YES, I have been busy. Indeed, there are ‘big issues’ out there and I am here to talk about none of them. I am here instead to direct you to some escapism. And that escapism, dear reader, is the second series of Bridgerton on Netflix.
Now, if you have come for a cynical take-down of it, you will not find it here. Bridgeton is exquisite. It is a masterpiece and whether they know it or not, it is one of the few things out there that actually deals in the reality of human nature. It deals in some truths that I sense the makers probably spend much of their time denying. But in art, in this series, they seep out.
First, a quick summary of the first series. It is a simple tale of a tortured and dark soul. The Duke believed he was unworthy of love because of being denied by his father. Could he be saved by the love of a young lady, one who is true, pure, virtuous and of great beauty? Why, of course he can. Truly, it is a tale as old as time.

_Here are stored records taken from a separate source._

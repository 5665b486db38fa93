//! Narrow-phase collision engine: GJK intersection tests with EPA
//! penetration recovery for convex polygons and circles.

pub mod epa;
pub mod gjk;
pub mod shape;

pub use epa::epa_penetration;
pub use gjk::{gjk_intersect, Simplex};
pub use shape::Shape;

use glam::Vec2;

use crate::config::CollisionConfig;
use crate::error::ShapeError;

use epa::{run_epa, EpaOutcome};
use gjk::{run_gjk, GjkOutcome};

/// Counters for iteration-cap degradation. Cap bailouts are a silent
/// degrade-to-approximation, not errors, but they are worth watching.
#[derive(Debug, Clone, Copy, Default, PartialEq, Eq)]
pub struct NarrowPhaseStats {
    pub tests: u64,
    pub hits: u64,
    pub gjk_cap_bailouts: u64,
    pub epa_cap_bailouts: u64,
}

/// Stateful narrow-phase front end: runs GJK (and EPA on overlap) with the
/// configured caps and keeps running counters.
pub struct NarrowPhase {
    config: CollisionConfig,
    stats: NarrowPhaseStats,
}

impl NarrowPhase {
    pub fn new(config: CollisionConfig) -> Self {
        Self {
            config,
            stats: NarrowPhaseStats::default(),
        }
    }

    pub fn stats(&self) -> NarrowPhaseStats {
        self.stats
    }

    /// Intersection test only.
    pub fn intersects(
        &mut self,
        shape_a: &Shape,
        pos_a: Vec2,
        shape_b: &Shape,
        pos_b: Vec2,
    ) -> Result<bool, ShapeError> {
        Ok(self.gjk(shape_a, pos_a, shape_b, pos_b)?.is_some())
    }

    /// Full test: `None` when the shapes are separated, otherwise the
    /// minimum-translation vector that separates them. Applying the vector
    /// (to which body, by how much) is the calling system's policy.
    pub fn penetration(
        &mut self,
        shape_a: &Shape,
        pos_a: Vec2,
        shape_b: &Shape,
        pos_b: Vec2,
    ) -> Result<Option<Vec2>, ShapeError> {
        let Some(simplex) = self.gjk(shape_a, pos_a, shape_b, pos_b)? else {
            return Ok(None);
        };
        let outcome = run_epa(
            simplex,
            shape_a,
            pos_a,
            shape_b,
            pos_b,
            self.config.max_iterations,
            self.config.epsilon,
        )?;
        if matches!(outcome, EpaOutcome::CapReached(_)) {
            self.stats.epa_cap_bailouts += 1;
        }
        Ok(Some(outcome.penetration()))
    }

    fn gjk(
        &mut self,
        shape_a: &Shape,
        pos_a: Vec2,
        shape_b: &Shape,
        pos_b: Vec2,
    ) -> Result<Option<Simplex>, ShapeError> {
        self.stats.tests += 1;
        match run_gjk(shape_a, pos_a, shape_b, pos_b, self.config.max_iterations)? {
            GjkOutcome::Hit(simplex) => {
                self.stats.hits += 1;
                Ok(Some(simplex))
            }
            GjkOutcome::Miss => Ok(None),
            GjkOutcome::CapReached => {
                // Fail closed: report no collision rather than loop forever.
                self.stats.gjk_cap_bailouts += 1;
                Ok(None)
            }
        }
    }
}

impl Default for NarrowPhase {
    fn default() -> Self {
        Self::new(CollisionConfig::default())
    }
}
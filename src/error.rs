//! Error taxonomy for the ECS runtime and the collision engine.
//!
//! All variants are local, recoverable conditions: a system that hits one
//! should skip the offending entity for the frame, never abort the frame.

use thiserror::Error;

use crate::ecs::Entity;

pub type EcsResult<T> = Result<T, EcsError>;

#[derive(Debug, Clone, PartialEq, Eq, Error)]
pub enum EcsError {
    /// The world is at its live-entity limit.
    #[error("entity capacity exceeded: at most {max} entities may be live")]
    CapacityExceeded { max: usize },

    /// All 32 signature bits are taken.
    #[error("component type limit reached: at most {max} types may be registered")]
    TooManyComponentTypes { max: usize },

    /// The component type was never registered with the world.
    #[error("component type `{type_name}` is not registered")]
    UnregisteredComponent { type_name: &'static str },

    /// The entity's signature lacks the bit for this component type.
    #[error("entity {entity} has no `{type_name}` component")]
    ComponentNotFound {
        entity: Entity,
        type_name: &'static str,
    },

    /// Attach called for a type the entity already carries.
    #[error("entity {entity} already has a `{type_name}` component")]
    DuplicateComponent {
        entity: Entity,
        type_name: &'static str,
    },

    /// The handle's generation does not match the slot: the id was freed
    /// (and possibly recycled) since the handle was obtained.
    #[error("stale entity handle {entity}")]
    StaleEntity { entity: Entity },
}

#[derive(Debug, Clone, PartialEq, Eq, Error)]
pub enum ShapeError {
    /// Degenerate collider geometry (empty polygon, non-positive radius).
    #[error("invalid collider shape: {reason}")]
    InvalidShape { reason: &'static str },
}
//! Convex shape descriptors and their support functions.

use glam::Vec2;
use serde::{Deserialize, Serialize};

use crate::error::ShapeError;

const MIN_RADIUS: f32 = 1e-6;

/// A convex collider in local space, positioned by the owning transform.
#[derive(Debug, Clone, PartialEq, Serialize, Deserialize)]
pub enum Shape {
    /// Ordered vertex list of local-space offsets from the world position.
    Polygon { vertices: Vec<Vec2> },
    /// Circle at a local-space offset.
    Circle { offset: Vec2, radius: f32 },
}

impl Shape {
    /// Axis-aligned rectangle collider: offset `(x, y)` plus extent.
    pub fn rect(x: f32, y: f32, width: f32, height: f32) -> Self {
        Shape::Polygon {
            vertices: vec![
                Vec2::new(x, y),
                Vec2::new(x + width, y),
                Vec2::new(x + width, y + height),
                Vec2::new(x, y + height),
            ],
        }
    }

    pub fn circle(offset: Vec2, radius: f32) -> Self {
        Shape::Circle { offset, radius }
    }

    pub fn validate(&self) -> Result<(), ShapeError> {
        match self {
            Shape::Polygon { vertices } => {
                if vertices.is_empty() {
                    return Err(ShapeError::InvalidShape {
                        reason: "polygon has no vertices",
                    });
                }
                if vertices.iter().any(|v| !v.is_finite()) {
                    return Err(ShapeError::InvalidShape {
                        reason: "polygon vertex is not finite",
                    });
                }
                Ok(())
            }
            Shape::Circle { radius, .. } => {
                if !radius.is_finite() || *radius <= MIN_RADIUS {
                    return Err(ShapeError::InvalidShape {
                        reason: "circle radius is not positive",
                    });
                }
                Ok(())
            }
        }
    }

    /// The shape's boundary point furthest along `direction`, in world space.
    ///
    /// Polygons pick the vertex with the maximal projection; circles pick
    /// `center + radius * direction`. An empty polygon (rejected by
    /// `validate`) degenerates to a point at `position`.
    pub fn support(&self, position: Vec2, direction: Vec2) -> Vec2 {
        match self {
            Shape::Polygon { vertices } => {
                let Some((&first, rest)) = vertices.split_first() else {
                    return position;
                };
                let mut best = first;
                let mut best_dot = best.dot(direction);
                for &vertex in rest {
                    let dot = vertex.dot(direction);
                    if dot > best_dot {
                        best = vertex;
                        best_dot = dot;
                    }
                }
                position + best
            }
            Shape::Circle { offset, radius } => {
                position + *offset + direction.normalize_or_zero() * *radius
            }
        }
    }
}

/// Support point on the Minkowski difference `A + (-B)`. The two shapes
/// intersect iff this difference contains the origin.
pub(crate) fn support_difference(
    shape_a: &Shape,
    pos_a: Vec2,
    shape_b: &Shape,
    pos_b: Vec2,
    direction: Vec2,
) -> Vec2 {
    shape_a.support(pos_a, direction) - shape_b.support(pos_b, -direction)
}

Which brings us to the second series. This features the Viscount, the head of the Bridgerton family. Anthony has daddy issues but this time because he lives in the shadow of a beloved and idealised father who died before his time.
Enter two sisters. The younger, the diamond of the season, is quickly engaged to the Viscount who believes he ‘must marry’ this girl, not because he is in love with her but because she will make a suitable wife. But his heart lies with the older sister, Kate. A classic hate/lust match develops. You know how it ends but it is how they get there that truly entertains.

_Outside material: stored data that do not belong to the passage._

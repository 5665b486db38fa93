//! Entity-component storage engine.
//!
//! Dense per-type stores with signature-based membership, generational entity
//! handles, and deferred entity destruction.

pub mod component;
pub mod entity;
pub mod world;

pub use component::{Component, ComponentStore, Signature, MAX_COMPONENT_TYPES};
pub use entity::{Entity, EntityAllocator, MAX_ENTITIES};
pub use world::World;
//! Minimal entity-component-system runtime with a narrow-phase convex
//! collision engine, built to drive per-frame simulation in a real-time
//! interactive loop.
//!
//! The ECS side provides generational entity handles, dense per-type
//! component stores with signature-based membership, mask and tag queries,
//! phase-ordered system scheduling, and deferred entity destruction. The
//! collision side provides GJK intersection tests with EPA penetration
//! recovery for convex polygons and circles. Windowing, input, and rendering
//! are external collaborators: systems receive elapsed time through the
//! scheduler's frame context and call out to whatever draw layer hosts them.

pub mod collision;
pub mod components;
pub mod config;
pub mod ecs;
pub mod error;
pub mod scheduler;

pub use collision::{epa_penetration, gjk_intersect, NarrowPhase, NarrowPhaseStats, Shape};
pub use components::{Collider, Transform};
pub use config::{CollisionConfig, RuntimeConfig, WorldConfig};
pub use ecs::{Component, ComponentStore, Entity, Signature, World};
pub use error::{EcsError, EcsResult, ShapeError};
pub use scheduler::{FrameContext, FrameStats, Phase, Scheduler};
//! Stock components for simulation entities.

use glam::Vec2;
use serde::{Deserialize, Serialize};

use crate::collision::Shape;
use crate::ecs::Component;

/// World placement and motion.
#[derive(Clone, Debug, PartialEq, Serialize, Deserialize)]
pub struct Transform {
    pub position: Vec2,
    pub size: Vec2,
    pub speed: f32,
    pub velocity: Vec2,
}

impl Transform {
    pub fn new(position: Vec2, size: Vec2, speed: f32) -> Self {
        Self {
            position,
            size,
            speed,
            velocity: Vec2::ZERO,
        }
    }
}

impl Component for Transform {}

/// Convex collider plus layer filtering.
#[derive(Clone, Debug, PartialEq, Serialize, Deserialize)]
pub struct Collider {
    pub shape: Shape,
    /// Which collision layers this collider belongs to.
    pub layer: u32,
    /// Which layers this collider tests against.
    pub layer_mask: u32,
    /// Set by collision systems each frame; cleared before testing.
    pub is_colliding: bool,
}

impl Collider {
    pub fn new(shape: Shape, layer: u32, layer_mask: u32) -> Self {
        Self {
            shape,
            layer,
            layer_mask,
            is_colliding: false,
        }
    }

    /// Axis-aligned rectangle collider at a local offset.
    pub fn rect(x: f32, y: f32, width: f32, height: f32, layer: u32, layer_mask: u32) -> Self {
        Self::new(Shape::rect(x, y, width, height), layer, layer_mask)
    }

    pub fn circle(offset: Vec2, radius: f32, layer: u32, layer_mask: u32) -> Self {
        Self::new(Shape::circle(offset, radius), layer, layer_mask)
    }

    /// Layer test: we probe the other collider only when our mask selects
    /// any of its layers.
    pub fn can_collide_with(&self, other: &Collider) -> bool {
        self.layer_mask & other.layer != 0
    }
}

impl Component for Collider {}
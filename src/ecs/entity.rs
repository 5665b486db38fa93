//! Entity handles and id allocation.

use std::fmt;

use serde::{Deserialize, Serialize};

use crate::error::{EcsError, EcsResult};

/// Default live-entity ceiling, matching the world's default config.
pub const MAX_ENTITIES: usize = 5000;

/// Opaque entity handle: a small index plus a generation counter.
///
/// Indices are recycled, generations are not: every reuse of an index bumps
/// the slot's generation, so a handle kept across a kill/sweep cycle stops
/// matching and is rejected as stale instead of silently aliasing whichever
/// newer entity inherited the index.
#[derive(Debug, Clone, Copy, PartialEq, Eq, PartialOrd, Ord, Hash, Serialize, Deserialize)]
pub struct Entity {
    index: u32,
    generation: u32,
}

impl Entity {
    pub(crate) fn new(index: u32, generation: u32) -> Self {
        Self { index, generation }
    }

    pub fn index(self) -> usize {
        self.index as usize
    }

    pub fn generation(self) -> u32 {
        self.generation
    }
}

impl fmt::Display for Entity {
    fn fmt(&self, f: &mut fmt::Formatter<'_>) -> fmt::Result {
        write!(f, "{}v{}", self.index, self.generation)
    }
}

/// Issues and recycles entity indices.
///
/// The free pool is a stack: the most recently freed index is handed out
/// first. `free` only accepts a currently-live handle, so sweeping the same
/// entity twice cannot push a duplicate index into the pool.
pub struct EntityAllocator {
    max_entities: usize,
    next_index: u32,
    generations: Vec<u32>,
    live: Vec<bool>,
    free: Vec<u32>,
    live_count: usize,
}

impl EntityAllocator {
    pub fn new(max_entities: usize) -> Self {
        Self {
            max_entities,
            next_index: 0,
            generations: Vec::new(),
            live: Vec::new(),
            free: Vec::new(),
            live_count: 0,
        }
    }

    pub fn allocate(&mut self) -> EcsResult<Entity> {
        if self.live_count >= self.max_entities {
            return Err(EcsError::CapacityExceeded {
                max: self.max_entities,
            });
        }
        let index = match self.free.pop() {
            Some(index) => index,
            None => {
                let index = self.next_index;
                self.next_index += 1;
                self.generations.push(0);
                self.live.push(false);
                index
            }
        };
        self.live[index as usize] = true;
        self.live_count += 1;
        Ok(Entity::new(index, self.generations[index as usize]))
    }

    /// Returns the handle's index to the free pool. A dead or stale handle is
    /// a no-op, which makes a redundant second free harmless.
    pub fn free(&mut self, entity: Entity) {
        if !self.is_live(entity) {
            return;
        }
        let index = entity.index();
        self.live[index] = false;
        self.generations[index] += 1;
        self.free.push(index as u32);
        self.live_count -= 1;
    }

    pub fn is_live(&self, entity: Entity) -> bool {
        let index = entity.index();
        index < self.live.len()
            && self.live[index]
            && self.generations[index] == entity.generation()
    }

    /// Current handle for a live index, if any.
    pub fn handle(&self, index: usize) -> Option<Entity> {
        if index < self.live.len() && self.live[index] {
            Some(Entity::new(index as u32, self.generations[index]))
        } else {
            None
        }
    }

    pub fn live_count(&self) -> usize {
        self.live_count
    }

    pub fn max_entities(&self) -> usize {
        self.max_entities
    }

    /// One past the highest index ever allocated.
    pub fn index_bound(&self) -> usize {
        self.next_index as usize
    }
}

What fascinates me is how popular this series is with millennials.
In an era of swiping right on Tinder, deep down the millennials long for the slow burn of romance, the forbidden glances, the whispers in the library, the barely touching hands. How they long to be courted. How they desire to be desired.
In a time where all rules are challenged and broken, the millennials are watching a society that obeys the most stringent of social codes. A slight breach could ‘ruin’ a young lady. How they flock to this patriarchal time.
At a time when corporations fall over themselves to abolish even the announcement of ‘ladies and gentlemen’, this series demarcates the very distinct roles ladies and gentlemen must obey. How the millennials lap it up, even as they ‘state their pronouns’.
At a time when the mainstream media lies constantly and tries to tell you up is down, black is white and men can be women, this series cannot get away from some fundamental truths. The first is that there are men, there are women, they are very different but they are meant to be together. That is why the adults chaperoned the young couples: they knew what would follow if young men and women are left alone. The way that today’s parents think it is fine to leave the youth alone and tanked up with alcohol would have been viewed as completely insane and irresponsible by our wiser Regency period elders.
The three matriarchs, Lady Danbury, mother Bridgerton and the Queen are fabulous to watch. A critical theme of the series is the plotting and scheming by the matriarchs who relied on some fundamental truths. The first is men and women belong to one another and the second is you have to be careful which man or woman you end up with.
The matriarchs knew it was their duty to interfere. It was not something to apologise for. They knew the youth needed guidance. Today’s parents seem to fall over themselves to offer the least guidance possible.
Some misguided viewers might think that the casting of minority ethnic actors for a Regency drama makes it ‘woke’. If the characters sat around moaning about how discriminated they were and changed gender by the end of the series that would make it woke. A mere casting decision makes it post-racial.
Bridgerton is a masterpiece. The acting is beautiful, the writing is powerful. Nothing gets blown up. No one gets stabbed, or takes drugs, or gets murdered. No one swears. Only fireworks explode. And they talk about marriage all the time. I mean, what’s not to like?